Le cérémonial s’accomplit. Une à une, les décorations sont épinglées sur le coussin qui est présenté par le magistrat municipal de Verdun. Voici la croix d’émail blanc de Saint-Georges, portée par un ruban rayé noir et orange, et la Military Cioss d’argent, au ruban blanc et violet. La médaille d’or de la Valeur militaire, aux armes de la maison de Savoie, avec l’inscription : Alla citta di Verdun 1916, est suspendue à un ruban vert ; à un ruban rouge la médaille d’or de la Bravoure militaire de Serbie.
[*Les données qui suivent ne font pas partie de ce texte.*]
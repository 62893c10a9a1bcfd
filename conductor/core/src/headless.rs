//! Headless Surface
//!
//! Drives a [`Conductor`] from line commands and writes every stage message
//! as one JSON object per line. This is what `breathe-headless` runs; tests
//! drive it with in-memory readers and writers.
//!
//! Commands are queued in the order they arrive. A queued `tap` is only
//! forwarded once the mirrored stage is awaiting one, the same gate the TUI
//! applies, so `echo tap | breathe-headless` waits for the button. A `quit`
//! at the head of the queue is forwarded at once. When the input ends and
//! the queue is empty, the event channel is closed and the Conductor stops
//! at its next tap wait.

use std::collections::VecDeque;

use thiserror::Error;
use tokio::io::{AsyncBufRead, AsyncBufReadExt, AsyncWrite, AsyncWriteExt};
use tokio::sync::mpsc;

use crate::conductor::{Conductor, ConductorError};
use crate::config::BreatheConfig;
use crate::events::SurfaceEvent;
use crate::messages::StageMessage;
use crate::stage::StageState;

/// Stage messages buffered for the transcript writer
const MESSAGE_CAPACITY: usize = 256;

/// Surface events buffered for the Conductor
const EVENT_CAPACITY: usize = 16;

/// Errors from a headless run
#[derive(Debug, Error)]
pub enum HeadlessError {
    /// Reading commands or writing the transcript failed
    #[error("i/o error: {0}")]
    Io(#[from] std::io::Error),

    /// A stage message could not be encoded
    #[error("encoding error: {0}")]
    Json(#[from] serde_json::Error),

    /// The Conductor stopped with an error
    #[error(transparent)]
    Conductor(#[from] ConductorError),

    /// The Conductor task panicked or was cancelled
    #[error("conductor task failed: {0}")]
    Join(#[from] tokio::task::JoinError),
}

/// Commands read from input, released to the Conductor when it can use them
struct CommandQueue {
    pending: VecDeque<SurfaceEvent>,
    events: Option<mpsc::Sender<SurfaceEvent>>,
    input_closed: bool,
    tap_in_flight: bool,
}

impl CommandQueue {
    fn new(events: mpsc::Sender<SurfaceEvent>) -> Self {
        Self {
            pending: VecDeque::new(),
            events: Some(events),
            input_closed: false,
            tap_in_flight: false,
        }
    }

    /// Forward whatever the mirrored stage allows, then close the channel
    /// once the input is exhausted
    async fn release(&mut self, stage: &StageState) {
        while let Some(&next) = self.pending.front() {
            let Some(events) = &self.events else {
                self.pending.clear();
                return;
            };

            match next {
                SurfaceEvent::Tap if !stage.awaiting_tap() || self.tap_in_flight => break,
                SurfaceEvent::Tap => self.tap_in_flight = true,
                SurfaceEvent::Quit => {}
            }

            self.pending.pop_front();
            tracing::debug!(event = ?next, "Forwarding command");
            if events.send(next).await.is_err() {
                self.events = None;
            }
        }

        if self.input_closed && self.pending.is_empty() && self.events.take().is_some() {
            tracing::debug!("Input exhausted, closing event channel");
        }
    }
}

/// Run the exercise against `input` commands, writing the transcript to
/// `output`
///
/// `texts` replaces the configured greeting when given. Returns once the
/// Conductor has stopped and its last message has been written.
///
/// # Errors
///
/// Returns an error if the transcript cannot be written or the Conductor
/// stops abnormally.
pub async fn run<R, W>(
    config: BreatheConfig,
    texts: Option<Vec<String>>,
    input: R,
    mut output: W,
) -> Result<(), HeadlessError>
where
    R: AsyncBufRead + Unpin,
    W: AsyncWrite + Unpin,
{
    let (tx, mut rx) = mpsc::channel(MESSAGE_CAPACITY);
    let (event_tx, event_rx) = mpsc::channel(EVENT_CAPACITY);

    let mut conductor = Conductor::new(config, tx, event_rx);
    if let Some(texts) = texts {
        conductor = conductor.with_texts(texts);
    }
    let conductor_task = tokio::spawn(async move { conductor.run().await });

    let mut lines = input.lines();
    let mut queue = CommandQueue::new(event_tx);
    let mut mirror = StageState::new();

    loop {
        tokio::select! {
            msg = rx.recv() => {
                let Some(msg) = msg else { break };
                mirror.apply_message(&msg);
                if msg == StageMessage::TapAccepted {
                    queue.tap_in_flight = false;
                }

                let mut line = serde_json::to_vec(&msg)?;
                line.push(b'\n');
                output.write_all(&line).await?;
                output.flush().await?;
            }

            line = lines.next_line(), if !queue.input_closed => match line {
                Ok(Some(line)) => match line.parse::<SurfaceEvent>() {
                    Ok(event) => queue.pending.push_back(event),
                    Err(e) => tracing::warn!(error = %e, "Ignoring input line"),
                },
                Ok(None) => queue.input_closed = true,
                Err(e) => {
                    tracing::warn!(error = %e, "Failed to read input");
                    queue.input_closed = true;
                }
            },
        }

        queue.release(&mirror).await;
    }

    conductor_task.await??;
    Ok(())
}
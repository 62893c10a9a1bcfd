//! Display State Types
//!
//! Types that represent the current display state for the TUI.
//! These are derived from StageMessages and used for rendering.
//!
//! # Design Philosophy
//!
//! The TUI is a "thin client" - it just renders what the Conductor tells it to.
//! Display state is the bridge between StageMessages and rendering:
//!
//! - [`StageState`]: mirror of the Conductor's stage, updated only by messages
//! - [`ColorTransition`]: the button colour blending towards its phase colour

use std::time::Duration;

use breathe_core::{StageMessage, StageState};

use crate::theme::{Rgb, BACKGROUND};

/// How long the button takes to fade in when it first appears
pub const FADE_IN_DURATION: Duration = Duration::from_millis(2000);

/// How long a phase colour change takes
pub const BLEND_DURATION: Duration = Duration::from_millis(1000);

/// A linear blend between two colours, advanced by frame deltas
#[derive(Clone, Copy, Debug, PartialEq)]
pub struct ColorTransition {
    /// Colour at the start of the blend
    pub from: Rgb,
    /// Colour at the end of the blend
    pub to: Rgb,
    /// Time spent so far
    pub elapsed: Duration,
    /// Total duration of the blend
    pub duration: Duration,
}

impl ColorTransition {
    /// Start a new blend
    pub fn new(from: Rgb, to: Rgb, duration: Duration) -> Self {
        Self {
            from,
            to,
            elapsed: Duration::ZERO,
            duration,
        }
    }

    /// A finished transition resting on `color`
    pub fn settled(color: Rgb) -> Self {
        Self::new(color, color, Duration::ZERO)
    }

    /// Advance the blend
    pub fn advance(&mut self, delta: Duration) {
        self.elapsed = (self.elapsed + delta).min(self.duration);
    }

    /// Progress of the transition (0.0 to 1.0)
    pub fn progress(&self) -> f32 {
        if self.duration.is_zero() {
            return 1.0;
        }
        (self.elapsed.as_secs_f32() / self.duration.as_secs_f32()).min(1.0)
    }

    /// Check if the transition is complete
    pub fn is_complete(&self) -> bool {
        self.elapsed >= self.duration
    }

    /// Colour right now
    pub fn current(&self) -> Rgb {
        self.from.lerp(self.to, self.progress())
    }
}

/// The full display state for the TUI
#[derive(Debug)]
pub struct DisplayState {
    /// Mirror of the Conductor's stage
    pub stage: StageState,
    /// Button colour; `None` until the button appears
    color: Option<ColorTransition>,
    /// Messages applied so far
    pub messages_applied: u64,
}

impl Default for DisplayState {
    fn default() -> Self {
        Self {
            stage: StageState::new(),
            color: None,
            messages_applied: 0,
        }
    }
}

impl DisplayState {
    /// Create a new display state
    pub fn new() -> Self {
        Self::default()
    }

    /// Apply a StageMessage to update display state
    pub fn apply_message(&mut self, msg: &StageMessage) {
        let before = self.stage.color();
        self.stage.apply_message(msg);
        self.messages_applied += 1;

        match msg {
            StageMessage::ButtonShown => {
                self.color = Some(ColorTransition::new(
                    BACKGROUND,
                    self.stage.color().into(),
                    FADE_IN_DURATION,
                ));
            }
            StageMessage::PhaseChanged { .. } if self.stage.color() != before => {
                if let Some(transition) = self.color.as_mut() {
                    // Blend from wherever the colour is right now
                    *transition = ColorTransition::new(
                        transition.current(),
                        self.stage.color().into(),
                        BLEND_DURATION,
                    );
                }
            }
            _ => {}
        }
    }

    /// Update timers and animations
    pub fn update(&mut self, delta: Duration) {
        if let Some(transition) = self.color.as_mut() {
            transition.advance(delta);
        }
    }

    /// Button colour to draw, if the button is shown
    pub fn button_color(&self) -> Option<Rgb> {
        if !self.stage.show_button() {
            return None;
        }
        Some(
            self.color
                .map_or_else(|| self.stage.color().into(), |t| t.current()),
        )
    }

    /// Whether a colour blend is still running
    pub fn is_blending(&self) -> bool {
        self.color.is_some_and(|t| !t.is_complete())
    }

    /// Whether the Conductor has finished
    pub fn is_finished(&self) -> bool {
        self.stage.is_finished()
    }
}
//! Animation System
//!
//! Surface-agnostic animation primitives. The Conductor describes scale
//! animations as [`Keyframe`]s (a target plus a [`Tween`]) and samples them
//! on its frame clock; surfaces only ever see the resulting values.
//!
//! ```text
//! Keyframe { target: 0.3, tween: 1800ms fast-out-slow-in }
//!     │
//!     ├─→ Conductor samples Tween::value_at() every frame
//!     └─→ StageMessage::ScaleChanged / KeyframeReached → surface
//! ```

mod timing;

pub use timing::{EasingFunction, Tween};

use serde::{Deserialize, Serialize};

/// Baseline button scale
pub const BASELINE_SCALE: f32 = 1.0;

/// One scale transition: where to go and how to get there
#[derive(Clone, Copy, Debug, PartialEq, Serialize, Deserialize)]
pub struct Keyframe {
    /// Scale value at the end of the tween
    pub target: f32,
    /// Timing of the transition
    pub tween: Tween,
}

impl Keyframe {
    /// Create a keyframe
    #[must_use]
    pub const fn new(target: f32, tween: Tween) -> Self {
        Self { target, tween }
    }

    /// Number of frames needed to play this keyframe at `frame_interval`.
    ///
    /// Always at least one, so a zero-length tween still reports its target.
    #[must_use]
    pub fn frame_count(&self, frame_interval: std::time::Duration) -> u32 {
        if frame_interval.is_zero() {
            return 1;
        }
        let total = self.tween.total().as_secs_f64();
        let frames = (total / frame_interval.as_secs_f64()).ceil();
        (frames as u32).max(1)
    }
}

#[cfg(test)]
mod tests {
    use std::time::Duration;

    use super::*;

    #[test]
    fn test_frame_count_rounds_up() {
        let keyframe = Keyframe::new(
            0.5,
            Tween::new(Duration::from_millis(100), EasingFunction::Linear),
        );
        assert_eq!(keyframe.frame_count(Duration::from_millis(33)), 4);
        assert_eq!(keyframe.frame_count(Duration::from_millis(50)), 2);
    }

    #[test]
    fn test_frame_count_includes_delay() {
        let keyframe = Keyframe::new(
            1.2,
            Tween::new(Duration::from_millis(1800), EasingFunction::Linear)
                .with_delay(Duration::from_millis(200)),
        );
        assert_eq!(keyframe.frame_count(Duration::from_millis(100)), 20);
    }

    #[test]
    fn test_zero_length_keyframe_has_one_frame() {
        let keyframe = Keyframe::new(1.0, Tween::new(Duration::ZERO, EasingFunction::Linear));
        assert_eq!(keyframe.frame_count(Duration::from_millis(33)), 1);
        assert_eq!(keyframe.frame_count(Duration::ZERO), 1);
    }
}
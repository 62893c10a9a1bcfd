//! Stage Messages
//!
//! Messages sent from the Conductor to a surface. Every change to the stage
//! goes through one of these: the Conductor applies it to its own
//! [`StageState`](crate::stage::StageState) and forwards the same message,
//! so a surface that applies them in order always mirrors the Conductor.

use serde::{Deserialize, Serialize};

use crate::phase::Phase;

/// Messages from Conductor to UI surface
#[derive(Clone, Debug, PartialEq, Serialize, Deserialize)]
#[serde(tag = "type", rename_all = "snake_case")]
pub enum StageMessage {
    /// The typewriter advanced; `text` is the full prefix now displayed
    TextRevealed {
        /// Displayed prefix
        text: String,
    },

    /// The greeting finished and the button should appear
    ButtonShown,

    /// Toggle between the static button text and the live phase label
    ButtonText {
        /// True for the static "tap here" text
        visible: bool,
    },

    /// The button moved to a new phase
    PhaseChanged {
        /// New phase (colour derives from it)
        phase: Phase,
        /// Label text to show
        label: String,
    },

    /// Intermediate scale value during a tween
    ScaleChanged {
        /// Current scale
        value: f32,
    },

    /// A tween finished exactly on its target
    KeyframeReached {
        /// Target scale
        value: f32,
    },

    /// The Conductor is waiting for a tap
    AwaitingTap,

    /// A tap was accepted and an animation is starting
    TapAccepted,

    /// The Conductor has stopped
    Finished,
}
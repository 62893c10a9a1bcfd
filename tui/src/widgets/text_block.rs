//! TextBlock Widget
//!
//! A borderless, wrapped text region. When the text is taller than the
//! area, the newest lines stay in view.

use ratatui::buffer::Buffer;
use ratatui::layout::Rect;
use ratatui::style::Style;
use ratatui::widgets::Widget;
use textwrap::wrap;
use unicode_width::UnicodeWidthStr;

/// A borderless text block
pub struct TextBlock<'a> {
    content: &'a str,
    style: Style,
    centered: bool,
}

impl<'a> TextBlock<'a> {
    /// Block showing `content`; `\n` starts a new line
    pub fn new(content: &'a str) -> Self {
        Self {
            content,
            style: Style::default(),
            centered: false,
        }
    }

    /// Style for every line
    pub fn style(mut self, style: Style) -> Self {
        self.style = style;
        self
    }

    /// Centre each line horizontally
    pub fn centered(mut self) -> Self {
        self.centered = true;
        self
    }

    /// Lines after wrapping to `width`; blank source lines are kept
    pub fn wrapped_lines(&self, width: u16) -> Vec<String> {
        let width = usize::from(width.max(1));
        self.content
            .split('\n')
            .flat_map(|line| {
                if line.is_empty() {
                    vec![String::new()]
                } else {
                    wrap(line, width)
                        .into_iter()
                        .map(|cow| cow.to_string())
                        .collect()
                }
            })
            .collect()
    }
}

impl Widget for TextBlock<'_> {
    fn render(self, area: Rect, buf: &mut Buffer) {
        if area.is_empty() || self.content.is_empty() {
            return;
        }

        let wrapped = self.wrapped_lines(area.width);
        let skip = wrapped.len().saturating_sub(usize::from(area.height));

        for (i, line) in wrapped.iter().skip(skip).enumerate() {
            let y = area.y + i as u16;
            let line_width = (line.width() as u16).min(area.width);
            let x = if self.centered {
                area.x + (area.width - line_width) / 2
            } else {
                area.x
            };
            buf.set_stringn(x, y, line, usize::from(area.width), self.style);
        }
    }
}

#[cfg(test)]
mod tests {
    use super::*;
    use pretty_assertions::assert_eq;

    fn row(buf: &Buffer, y: u16) -> String {
        (0..buf.area.width)
            .map(|x| buf[(x, y)].symbol().to_string())
            .collect()
    }

    #[test]
    fn test_centered_lines() {
        let area = Rect::new(0, 0, 11, 3);
        let mut buf = Buffer::empty(area);
        TextBlock::new("Hello\nyou").centered().render(area, &mut buf);

        assert_eq!(row(&buf, 0), "   Hello   ");
        assert_eq!(row(&buf, 1), "    you    ");
        assert_eq!(row(&buf, 2), "           ");
    }

    #[test]
    fn test_blank_lines_are_kept() {
        let block = TextBlock::new("a\n\nb");
        assert_eq!(block.wrapped_lines(10), vec!["a", "", "b"]);
    }

    #[test]
    fn test_overflow_keeps_newest_lines() {
        let area = Rect::new(0, 0, 5, 2);
        let mut buf = Buffer::empty(area);
        TextBlock::new("one\ntwo\nthree").render(area, &mut buf);

        assert_eq!(row(&buf, 0), "two  ");
        assert_eq!(row(&buf, 1), "three");
    }

    #[test]
    fn test_long_lines_wrap() {
        let block = TextBlock::new("Let's take a moment");
        assert_eq!(block.wrapped_lines(10), vec!["Let's take", "a moment"]);
    }
}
Voici la croix de Léopold Ier, au ruban amarante, et la médaille d’or Ohilitch du Monténégro, aux couleurs nationales : rouge, bleu et blanc. Voici enfin notre croix de guerre et notre Légion d’honneur. Les chefs des missions étrangères se sont rapprochés et passent les insignes au Président de la République française qui les fixe lui-même. A chaque remise de décoration, la fanfare des chasseurs joue les premières mesures de l’hymne national du pays qui l’a conférée. Puis le tumulte de la Marseillaise emplit la voûte.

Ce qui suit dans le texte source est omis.